Problem to solve:
Restate the data that follows exactly as it stands, beginning with the first line and ending with the line that contains "SqlitePool, mailer: Arc<dyn".

── Given data ──

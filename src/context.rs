/// Application context and dependency injection
use crate::{
    account::AccountManager,
    avatar::AvatarStore,
    cascade::CascadeCoordinator,
    config::ServerConfig,
    content::{CommentService, PostService},
    db,
    error::{BlogError, BlogResult},
    mailer::{MailSender, Mailer},
    session::TokenService,
    social::SocialGraph,
};
use sqlx::SqlitePool;
use std::sync::Arc;

/// Application context holding all shared services
#[derive(Clone)]
pub struct AppContext {
    pub config: Arc<ServerConfig>,
    pub db: SqlitePool,
    pub account_manager: Arc<AccountManager>,
    pub tokens: TokenService,
    pub social: SocialGraph,
    pub posts: PostService,
    pub comments: CommentService,
    pub cascade: CascadeCoordinator,
    pub avatars: AvatarStore,
    // Email
    pub mailer: Arc<dyn MailSender>,
}

impl AppContext {
    /// Create a new application context from configuration
    pub async fn new(config: ServerConfig) -> BlogResult<Self> {
        config.validate()?;

        Self::ensure_directories(&config).await?;

        let db = db::create_pool(&config.storage.database, db::DatabaseOptions::default()).await?;
        db::run_migrations(&db).await?;
        db::test_connection(&db).await?;

        let mailer = Arc::new(Mailer::new(config.email.clone())?);

        Ok(Self::with_services(Arc::new(config), db, mailer))
    }

    fn with_services(config: Arc<ServerConfig>, db: SqlitePool, mailer: Arc<dyn MailSender>) -> Self {
        let account_manager = Arc::new(AccountManager::new(db.clone(), config.clone()));
        let tokens = TokenService::new(
            &config.authentication.jwt_secret,
            config.authentication.token_ttl_hours,
        );
        let avatars = AvatarStore::new(config.storage.avatar_directory(), &config.service.public_url);
        let cascade = CascadeCoordinator::new(db.clone(), account_manager.clone(), avatars.clone());

        Self {
            social: SocialGraph::new(db.clone()),
            posts: PostService::new(db.clone()),
            comments: CommentService::new(db.clone()),
            account_manager,
            tokens,
            cascade,
            avatars,
            mailer,
            config,
            db,
        }
    }

    /// Replace the mail collaborator
    pub fn with_mailer(mut self, mailer: Arc<dyn MailSender>) -> Self {
        self.mailer = mailer;
        self
    }

    /// Ensure required directories exist
    async fn ensure_directories(config: &ServerConfig) -> BlogResult<()> {
        let avatar_directory = config.storage.avatar_directory();
        let dirs = [&config.storage.data_directory, &avatar_directory];

        for dir in dirs {
            if !dir.exists() {
                tokio::fs::create_dir_all(dir).await.map_err(|e| {
                    BlogError::Internal(format!("Failed to create directory {:?}: {}", dir, e))
                })?;
            }
        }

        Ok(())
    }

    /// Link mailed to confirm a new account
    pub fn activation_url(&self, activation_link: &str) -> String {
        format!(
            "{}/auth/activate/{}",
            self.config.service.public_url.trim_end_matches('/'),
            activation_link
        )
    }

    /// Frontend link mailed for a password reset
    pub fn reset_password_url(&self, token: &str) -> String {
        format!(
            "{}/resetpass/{}",
            self.config.service.client_url.trim_end_matches('/'),
            token
        )
    }
}
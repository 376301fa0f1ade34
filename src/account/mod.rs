/// Account management system
///
/// Handles signup, sign-in, lookups, activation, password reset and avatars.
/// Account deletion lives in [`crate::cascade`].

mod manager;

pub use manager::AccountManager;

use crate::error::{BlogError, BlogResult};
use serde::{Deserialize, Serialize};
use validator::{Validate, ValidationError};

/// Longest avatar reference stored on an account
pub const MAX_AVATAR_LEN: usize = 100;

/// Reject avatar references the accounts table cannot hold
pub fn check_avatar_reference(avatar: &str) -> BlogResult<()> {
    if avatar.chars().count() > MAX_AVATAR_LEN {
        return Err(BlogError::Validation(format!(
            "Avatar reference must be at most {} characters",
            MAX_AVATAR_LEN
        )));
    }
    Ok(())
}

/// Static `/users/...` path segments; a profile under one of these names
/// would be unreachable
pub const RESERVED_USERNAMES: &[&str] = &["signup", "login", "logout", "delete", "avatar", "follow"];

fn validate_username(username: &str) -> Result<(), ValidationError> {
    if RESERVED_USERNAMES
        .iter()
        .any(|reserved| reserved.eq_ignore_ascii_case(username))
    {
        return Err(ValidationError::new("reserved_username"));
    }
    Ok(())
}

/// Signup request
#[derive(Debug, Clone, Serialize, Deserialize, Validate)]
pub struct SignupRequest {
    #[validate(length(min = 3, max = 16), custom(function = "validate_username"))]
    pub username: String,
    #[validate(email, length(max = 150))]
    pub email: String,
    pub password: String,
}

/// Sign-in request; either identifier may be used
#[derive(Debug, Clone, Serialize, Deserialize)]
pub struct SigninRequest {
    #[serde(default)]
    pub username: Option<String>,
    #[serde(default)]
    pub email: Option<String>,
    pub password: String,
}

impl SigninRequest {
    /// Username if given, otherwise email
    pub fn identifier(&self) -> Option<&str> {
        self.username
            .as_deref()
            .or(self.email.as_deref())
            .map(str::trim)
            .filter(|s| !s.is_empty())
    }
}

/// Account deletion request
#[derive(Debug, Clone, Serialize, Deserialize)]
pub struct DeleteAccountRequest {
    pub confirm_password: Option<String>,
}

/// Password reset request
#[derive(Debug, Clone, Serialize, Deserialize, Validate)]
pub struct RequestPasswordReset {
    #[validate(email)]
    pub email: String,
}

/// New password for a reset token
#[derive(Debug, Clone, Serialize, Deserialize)]
pub struct ResetPasswordRequest {
    pub new_password: String,
}
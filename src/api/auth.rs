/// /auth endpoints: account activation and password reset
use crate::{
    account::{RequestPasswordReset, ResetPasswordRequest},
    api::{success, ApiResponse},
    context::AppContext,
    error::BlogResult,
};
use axum::{
    extract::{Path, State},
    routing::{get, post},
    Json, Router,
};
use validator::Validate;

/// Build auth routes
pub fn routes() -> Router<AppContext> {
    Router::new()
        .route("/auth/activate/:link", get(activate))
        .route("/auth/reset-password", post(request_password_reset))
        .route("/auth/reset-password/:token", post(reset_password))
}

async fn activate(
    State(ctx): State<AppContext>,
    Path(link): Path<String>,
) -> BlogResult<Json<ApiResponse<()>>> {
    ctx.account_manager.activate(&link).await?;
    Ok(success())
}

/// Always succeeds for a well-formed email so account existence is not revealed
async fn request_password_reset(
    State(ctx): State<AppContext>,
    Json(req): Json<RequestPasswordReset>,
) -> BlogResult<Json<ApiResponse<()>>> {
    req.validate()?;

    match ctx
        .account_manager
        .generate_password_reset_token(req.email.trim())
        .await?
    {
        Some(token) => {
            let link = ctx.reset_password_url(&token);
            if let Err(e) = ctx
                .mailer
                .send_reset_password_link(&[req.email.trim().to_string()], &link)
                .await
            {
                tracing::warn!("Failed to send password reset email: {}", e);
            }
        }
        None => tracing::debug!("password reset requested for unknown email"),
    }

    Ok(success())
}

async fn reset_password(
    State(ctx): State<AppContext>,
    Path(token): Path<String>,
    Json(req): Json<ResetPasswordRequest>,
) -> BlogResult<Json<ApiResponse<()>>> {
    ctx.account_manager
        .reset_password(&token, &req.new_password)
        .await?;
    Ok(success())
}
//! Mobile ingest TCP listener.
//!
//! Grounded on the original `mobile/__init__.py`'s `TCPServer`: binds once,
//! accepts connections in a loop, and on shutdown waits for every
//! in-flight session to finish (`MediaHandler.wait_handlers()`) before
//! returning.

use std::{path::PathBuf, sync::Arc};

use ephyr_log::log;
use tokio::{net::TcpListener, sync::watch};

use crate::{broadcast::Broadcaster, config::Config, storage::Store};

/// Accepts mobile ingest connections and spawns one [`super::session::run`]
/// per connection.
pub struct MobileIngestServer {
    cfg: Arc<Config>,
    store: Arc<dyn Store>,
    broadcaster: Arc<Broadcaster>,
    ffmpeg_path: PathBuf,
    log_dir: PathBuf,
}

impl MobileIngestServer {
    /// Creates a server bound to `cfg.local.addr:cfg.local.tcp_port` once
    /// [`Self::run`] is called.
    #[must_use]
    pub fn new(
        cfg: Arc<Config>,
        store: Arc<dyn Store>,
        broadcaster: Arc<Broadcaster>,
        ffmpeg_path: PathBuf,
        log_dir: PathBuf,
    ) -> Self {
        Self {
            cfg,
            store,
            broadcaster,
            ffmpeg_path,
            log_dir,
        }
    }

    /// Listens and accepts connections until `stop_rx` fires, then waits
    /// for every still-running session to finish before returning.
    ///
    /// # Errors
    ///
    /// Returns an error if the bind itself fails.
    pub async fn run(
        &self,
        mut stop_rx: watch::Receiver<bool>,
    ) -> Result<(), std::io::Error> {
        let addr = format!("{}:{}", self.cfg.local.addr, self.cfg.local.tcp_port);
        let listener = TcpListener::bind(&addr).await?;
        log::info!("Mobile ingest listening at {} (tcp)", addr);

        let mut sessions = Vec::new();

        loop {
            tokio::select! {
                _ = stop_rx.changed() => break,
                accepted = listener.accept() => {
                    let (socket, peer) = match accepted {
                        Ok(pair) => pair,
                        Err(e) => {
                            log::warn!("Mobile ingest accept failed: {}", e);
                            continue;
                        }
                    };
                    log::debug!("Mobile ingest connection from {}", peer);

                    let cfg = Arc::clone(&self.cfg);
                    let store = Arc::clone(&self.store);
                    let broadcaster = Arc::clone(&self.broadcaster);
                    let ffmpeg_path = self.ffmpeg_path.clone();
                    let log_dir = self.log_dir.clone();
                    let session_stop_rx = stop_rx.clone();

                    sessions.push(tokio::spawn(super::session::run(
                        socket,
                        cfg,
                        store,
                        broadcaster,
                        ffmpeg_path,
                        log_dir,
                        session_stop_rx,
                    )));
                    sessions.retain(|h: &tokio::task::JoinHandle<()>| !h.is_finished());
                }
            }
        }

        log::info!("Mobile ingest stopping, waiting for {} session(s)", sessions.len());
        for session in sessions {
            let _ = session.await;
        }
        Ok(())
    }
}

───

Response box:
filename src/context.rs
/// Application context and dependency injection
use crate::{
    account::AccountManager,
    avatar::AvatarStore,
    cascade::CascadeCoordinator,
    config::ServerConfig,
    content::{CommentService, PostService},
    db,
    error::{BlogError, BlogResult},
    mailer::{MailSender, Mailer},
    session::TokenService,
    social::SocialGraph,
};
use sqlx::SqlitePool;
use std::sync::Arc;

/// Application context holding all shared services
#[derive(Clone)]
pub struct AppContext {
    pub config: Arc<ServerConfig>,
    pub db: SqlitePool,
    pub account_manager: Arc<AccountManager>,
    pub tokens: TokenService,
    pub social: SocialGraph,
    pub posts: PostService,
    pub comments: CommentService,
    pub cascade: CascadeCoordinator,
    pub avatars: AvatarStore,
    // Email
    pub mailer: Arc<dyn MailSender>,
}

impl AppContext {
    /// Create a new application context from configuration
    pub async fn new(config: ServerConfig) -> BlogResult<Self> {
        config.validate()?;

        Self::ensure_directories(&config).await?;

        let db = db::create_pool(&config.storage.database, db::DatabaseOptions::default()).await?;
        db::run_migrations(&db).await?;
        db::test_connection(&db).await?;

        let mailer = Arc::new(Mailer::new(config.email.clone())?);

        Ok(Self::with_services(Arc::new(config), db, mailer))
    }

    fn with_services(config: Arc<ServerConfig>, db: SqlitePool, mailer: Arc<dyn MailSender>) -> Self {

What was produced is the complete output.